* [What the task requires]:
Each entry must be restated word for word.

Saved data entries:
+++++

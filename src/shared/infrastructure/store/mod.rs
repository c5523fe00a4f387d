// Ports define what the use cases need from persistence, without implementing it.
//
// Purpose
// - Describe the entity store as traits, one per aggregate table.
//
// Responsibilities
// - Keep handlers independent of any database by coding against traits.
//
// Boundaries
// - No concrete input or output here. Adapters implement these traits.
//
// Testing guidance
// - Use the in memory implementation for tests and local development.

pub mod in_memory;

use async_trait::async_trait;
use thiserror::Error;
use uuid::Uuid;

use crate::modules::tracker::core::entities::{Activity, Person, Project, Subtask};

#[derive(Debug, Error)]
pub enum StoreError {
    #[error("{entity} {id} not found")]
    NotFound { entity: &'static str, id: Uuid },

    #[error("{entity} code {code:?} already exists")]
    DuplicateCode { entity: &'static str, code: String },

    #[error("backend error: {0}")]
    Backend(String),
}

#[async_trait]
pub trait PersonStore: Send + Sync {
    async fn list_people(&self) -> Result<Vec<Person>, StoreError>;
    async fn get_person(&self, id: Uuid) -> Result<Person, StoreError>;
    async fn insert_person(&self, person: Person) -> Result<(), StoreError>;
    async fn update_person(&self, person: Person) -> Result<(), StoreError>;
    async fn delete_person(&self, id: Uuid) -> Result<(), StoreError>;
}

#[async_trait]
pub trait ProjectStore: Send + Sync {
    async fn list_projects(&self) -> Result<Vec<Project>, StoreError>;
    async fn get_project(&self, id: Uuid) -> Result<Project, StoreError>;
    async fn insert_project(&self, project: Project) -> Result<(), StoreError>;
    async fn update_project(&self, project: Project) -> Result<(), StoreError>;
    async fn delete_project(&self, id: Uuid) -> Result<(), StoreError>;
    /// Rollup write path: refresh the denormalized aggregate column only.
    async fn set_project_progress(&self, id: Uuid, progress: i32) -> Result<(), StoreError>;
}

#[async_trait]
pub trait ActivityStore: Send + Sync {
    async fn list_activities(&self) -> Result<Vec<Activity>, StoreError>;
    async fn list_activities_by_project(&self, project_id: Uuid)
    -> Result<Vec<Activity>, StoreError>;
    async fn get_activity(&self, id: Uuid) -> Result<Activity, StoreError>;
    async fn insert_activity(&self, activity: Activity) -> Result<(), StoreError>;
    async fn update_activity(&self, activity: Activity) -> Result<(), StoreError>;
    async fn delete_activity(&self, id: Uuid) -> Result<(), StoreError>;
    /// Rollup write path: refresh the denormalized effective progress only.
    async fn set_activity_rollup(&self, id: Uuid, progress: i32) -> Result<(), StoreError>;
}

#[async_trait]
pub trait SubtaskStore: Send + Sync {
    async fn list_subtasks(&self) -> Result<Vec<Subtask>, StoreError>;
    async fn list_subtasks_by_activity(&self, activity_id: Uuid)
    -> Result<Vec<Subtask>, StoreError>;
    async fn get_subtask(&self, id: Uuid) -> Result<Subtask, StoreError>;
    async fn insert_subtask(&self, subtask: Subtask) -> Result<(), StoreError>;
    async fn update_subtask(&self, subtask: Subtask) -> Result<(), StoreError>;
    async fn delete_subtask(&self, id: Uuid) -> Result<(), StoreError>;
}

+++++

* [Result of this task]:
filename src/shared/infrastructure/store/mod.rs
repository c5523fe00a4f387d
// Ports define what the use cases need from persistence, without implementing it.
//
// Purpose
// - Describe the entity store as traits, one per aggregate table.
//
// Responsibilities
// - Keep handlers independent of any database by coding against traits.
//
// Boundaries
// - No concrete input or output here. Adapters implement these traits.
//
// Testing guidance
// - Use the in memory implementation for tests and local development.

pub mod in_memory;

use async_trait::async_trait;
use thiserror::Error;
use uuid::Uuid;

use crate::modules::tracker::core::entities::{Activity, Person, Project, Subtask};

#[derive(Debug, Error)]
pub enum StoreError {
    #[error("{entity} {id} not found")]
    NotFound { entity: &'static str, id: Uuid },

    #[error("{entity} code {code:?} already exists")]
    DuplicateCode { entity: &'static str, code: String },

    #[error("backend error: {0}")]
    Backend(String),
}

#[async_trait]
pub trait PersonStore: Send + Sync {
    async fn list_people(&self) -> Result<Vec<Person>, StoreError>;
    async fn get_person(&self, id: Uuid) -> Result<Person, StoreError>;
    async fn insert_person(&self, person: Person) -> Result<(), StoreError>;
    async fn update_person(&self, person: Person) -> Result<(), StoreError>;
    async fn delete_person(&self, id: Uuid) -> Result<(), StoreError>;
}

#[async_trait]
pub trait ProjectStore: Send + Sync {
    async fn list_projects(&self) -> Result<Vec<Project>, StoreError>;
    async fn get_project(&self, id: Uuid) -> Result<Project, StoreError>;
    async fn insert_project(&self, project: Project) -> Result<(), StoreError>;
    async fn update_project(&self, project: Project) -> Result<(), StoreError>;
    async fn delete_project(&self, id: Uuid) -> Result<(), StoreError>;
    /// Rollup write path: refresh the denormalized aggregate column only.
    async fn set_project_progress(&self, id: Uuid, progress: i32) -> Result<(), StoreError>;
}

#[async_trait]
pub trait ActivityStore: Send + Sync {
    async fn list_activities(&self) -> Result<Vec<Activity>, StoreError>;
    async fn list_activities_by_project(&self, project_id: Uuid)
    -> Result<Vec<Activity>, StoreError>;
    async fn get_activity(&self, id: Uuid) -> Result<Activity, StoreError>;
    async fn insert_activity(&self, activity: Activity) -> Result<(), StoreError>;
    async fn update_activity(&self, activity: Activity) -> Result<(), StoreError>;
    async fn delete_activity(&self, id: Uuid) -> Result<(), StoreError>;
    /// Rollup write path: refresh the denormalized effective progress only.
    async fn set_activity_rollup(&self, id: Uuid, progress: i32) -> Result<(), StoreError>;
}

#[async_trait]
pub trait SubtaskStore: Send + Sync {
    async fn list_subtasks(&self) -> Result<Vec<Subtask>, StoreError>;
    async fn list_subtasks_by_activity(&self, activity_id: Uuid)
    -> Result<Vec<Subtask>, StoreError>;
    async fn get_subtask(&self, id: Uuid) -> Result<Subtask, StoreError>;
    async fn insert_subtask(&self, subtask: Subtask) -> Result<(), StoreError>;
    async fn update_subtask(&self, subtask: Subtask) -> Result<(), StoreError>;
    async fn delete_subtask(&self, id: Uuid) -> Result<(), StoreError>;
}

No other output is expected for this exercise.